Work request: Nothing should appear in the answer except the lines from the one containing "pub struct Cli" through the end of the records below, written out exactly.

Task data:
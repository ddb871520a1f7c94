//! CLI definitions using clap.

use std::path::PathBuf;

use clap::{Args, Parser, Subcommand};
use clap_complete::Shell;

/// graphinfo - Describe the products and targets of a resolved build graph
#[derive(Parser)]
#[command(name = "graphinfo")]
#[command(author, version, about, long_about = None)]
pub struct Cli {
    /// Enable verbose output
    #[arg(short, long, global = true)]
    pub verbose: bool,

    /// Disable colored output
    #[arg(long, global = true)]
    pub no_color: bool,

    #[command(subcommand)]
    pub command: Commands,
}

#[derive(Subcommand)]
pub enum Commands {
    /// Print the manifest info of a build graph snapshot
    Describe(DescribeArgs),

    /// List the build configurations
    Configs(ConfigsArgs),

    /// Generate shell completions
    Completions(CompletionsArgs),
}

#[derive(Args)]
pub struct DescribeArgs {
    /// Path to the graph snapshot (defaults to the nearest BuildGraph.toml)
    pub snapshot: Option<PathBuf>,

    /// Output format: json or toml
    #[arg(long)]
    pub format: Option<String>,

    /// Emit compact single-line JSON
    #[arg(long)]
    pub compact: bool,

    /// Write to a file instead of stdout
    #[arg(short, long)]
    pub output: Option<PathBuf>,
}

#[derive(Args)]
pub struct ConfigsArgs {
    /// Print as a JSON array
    #[arg(long)]
    pub json: bool,
}

#[derive(Args)]
pub struct CompletionsArgs {
    /// Shell to generate completions for
    pub shell: Shell,
}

Your response:
pub struct Cli {
    /// Enable verbose output
    #[arg(short, long, global = true)]
    pub verbose: bool,

    /// Disable colored output
    #[arg(long, global = true)]
    pub no_color: bool,

    #[command(subcommand)]
    pub command: Commands,
}

#[derive(Subcommand)]
pub enum Commands {
    /// Print the manifest info of a build graph snapshot
    Describe(DescribeArgs),

    /// List the build configurations
    Configs(ConfigsArgs),

    /// Generate shell completions
    Completions(CompletionsArgs),
}

#[derive(Args)]
pub struct DescribeArgs {
    /// Path to the graph snapshot (defaults to the nearest BuildGraph.toml)
    pub snapshot: Option<PathBuf>,

    /// Output format: json or toml
    #[arg(long)]
    pub format: Option<String>,

    /// Emit compact single-line JSON
    #[arg(long)]
    pub compact: bool,

    /// Write to a file instead of stdout
    #[arg(short, long)]
    pub output: Option<PathBuf>,
}

#[derive(Args)]
pub struct ConfigsArgs {
    /// Print as a JSON array
    #[arg(long)]
    pub json: bool,
}

#[derive(Args)]
pub struct CompletionsArgs {
    /// Shell to generate completions for
    pub shell: Shell,
}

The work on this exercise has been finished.